■ Task brief
Filter by the string "HttpMethod": return the lines of the material that contain it.

[Opening Provided records section]

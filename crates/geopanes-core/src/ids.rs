use serde::{Deserialize, Serialize};
use std::fmt;

/// Identifier of one container (panel instance) inside a layout tree.
///
/// Ids are handed out by the owning tree from a monotonically increasing
/// counter and are never reused for the lifetime of that tree.
#[derive(Clone, Copy, Debug, PartialEq, Eq, PartialOrd, Ord, Hash, Serialize, Deserialize)]
#[serde(transparent)]
pub struct ContainerId(u64);

impl ContainerId {
    pub fn new(raw: u64) -> Self {
        Self(raw)
    }

    pub fn get(self) -> u64 {
        self.0
    }
}

impl fmt::Display for ContainerId {
    fn fmt(&self, f: &mut fmt::Formatter<'_>) -> fmt::Result {
        write!(f, "container-{}", self.0)
    }
}

/// Identifier of a stack (tabbed group of containers).
#[derive(Clone, Copy, Debug, PartialEq, Eq, PartialOrd, Ord, Hash, Serialize, Deserialize)]
#[serde(transparent)]
pub struct StackId(u64);

impl StackId {
    pub fn new(raw: u64) -> Self {
        Self(raw)
    }

    pub fn get(self) -> u64 {
        self.0
    }
}

impl fmt::Display for StackId {
    fn fmt(&self, f: &mut fmt::Formatter<'_>) -> fmt::Result {
        write!(f, "stack-{}", self.0)
    }
}

/// Build an activation id for a component that was activated without one.
///
/// Format: "{kind}-{unix_millis}-{sequence}". The sequence keeps two calls
/// within the same millisecond distinct.
pub fn synthesize_component_id(kind: &str, unix_millis: i128, sequence: u64) -> String {
    format!("{}-{}-{}", kind, unix_millis, sequence)
}
use crate::panel::{MapPanelState, PanelState};
use serde::{Deserialize, Serialize};
use serde_json::{Map, Value};

// ── Remote content source ───────────────────────────────────────────────────

#[derive(Clone, Copy, Debug, PartialEq, Eq)]
pub enum HttpMethod {
    Get,
    Post,
}

/// One request against the remote content source, built from a panel's state.
#[derive(Clone, Debug, PartialEq)]
pub struct PanelRequest {
    pub method: HttpMethod,
    /// Path relative to the backend base URL, always starting with '/'.
    pub path: String,
    pub body: Option<Value>,
}

impl PanelRequest {
    fn get(path: String) -> Self {
        Self { method: HttpMethod::Get, path, body: None }
    }

    /// Route a panel state to the request that produces its content.
    pub fn for_state(state: &PanelState) -> Self {
        match state {
            PanelState::GeocacheDetails(s) => {
                Self::get(format!("/api/geocaches/{}/details-panel", encode_segment(&s.geocache_id)))
            }
            PanelState::GeocacheNotes(s) => {
                Self::get(format!("/api/geocaches/{}/notes-panel", encode_segment(&s.geocache_id)))
            }
            PanelState::GeocachesTable(s) => {
                Self::get(format!("/api/zones/{}/geocaches-panel", encode_segment(&s.zone_id)))
            }
            PanelState::Map(MapPanelState { geocache_id: Some(id), .. }) => {
                Self::get(format!("/api/geocaches/{}/map-panel", encode_segment(id)))
            }
            PanelState::Map(MapPanelState { zone_id: Some(id), .. }) => {
                Self::get(format!("/api/zones/{}/map-panel", encode_segment(id)))
            }
            PanelState::Map(_) => Self::get("/api/map-panel".to_string()),
            PanelState::Plugin(s) => {
                let mut body = Map::new();
                body.insert("inputs".to_string(), Value::Object(s.inputs.clone()));
                if let Some(id) = &s.geocache_id {
                    body.insert("geocacheId".to_string(), Value::String(id.clone()));
                }
                Self {
                    method: HttpMethod::Post,
                    path: format!("/api/plugins/{}/interface", encode_segment(&s.plugin_name)),
                    body: Some(Value::Object(body)),
                }
            }
            PanelState::ImageEditor(s) => Self::get(format!(
                "/api/geocaches/{}/images/{}/editor",
                encode_segment(&s.geocache_id),
                encode_segment(&s.image_id)
            )),
            PanelState::Alphabet(s) => {
                Self::get(format!("/api/alphabets/{}/panel", encode_segment(&s.alphabet_id)))
            }
            PanelState::Chat(s) => match &s.conversation_id {
                Some(id) => Self::get(format!("/api/chat/{}/panel", encode_segment(id))),
                None => Self::get("/api/chat/panel".to_string()),
            },
            PanelState::Settings(s) => {
                Self::get(format!("/api/settings/{}/panel", encode_segment(&s.category)))
            }
        }
    }
}

/// Error body returned by the backend on non-2xx responses.
#[derive(Clone, Debug, Serialize, Deserialize)]
pub struct ErrorResponse {
    pub error: String,
}

// ── Settings store ──────────────────────────────────────────────────────────

/// Key of the preference deciding where newly opened panels go.
pub const OPEN_IN_ACTIVE_STACK_KEY: &str = "layout.open_in_active_stack";

/// GET /api/settings/{key} response
#[derive(Clone, Debug, Serialize, Deserialize)]
pub struct SettingResponse {
    pub key: String,
    pub value: Value,
}

/// GET /api/settings?category={category} response
#[derive(Clone, Debug, Serialize, Deserialize)]
pub struct SettingsCategoryResponse {
    pub category: String,
    #[serde(default)]
    pub settings: Map<String, Value>,
}

/// POST /api/settings request body
#[derive(Clone, Debug, Serialize, Deserialize)]
pub struct SaveSettingRequest {
    pub key: String,
    pub value: Value,
}

/// Interpret a "boolean-ish" preference value.
///
/// The settings store is loosely typed: the same flag may come back as a
/// JSON bool, a number, or a string. Anything unrecognised yields None.
pub fn parse_bool_preference(value: &Value) -> Option<bool> {
    match value {
        Value::Bool(b) => Some(*b),
        Value::Number(n) => n.as_f64().map(|f| f != 0.0),
        Value::String(s) => match s.trim().to_ascii_lowercase().as_str() {
            "true" | "1" | "yes" | "on" => Some(true),
            "false" | "0" | "no" | "off" | "" => Some(false),
            _ => None,
        },
        _ => None,
    }
}

/// Percent-encode one path segment (RFC 3986 unreserved characters pass through).
pub fn encode_segment(segment: &str) -> String {
    urlencoding::encode(segment).into_owned()
}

[Closing Provided records section]

■ Reply
pub enum HttpMethod {
    pub method: HttpMethod,
        Self { method: HttpMethod::Get, path, body: None }
                    method: HttpMethod::Post,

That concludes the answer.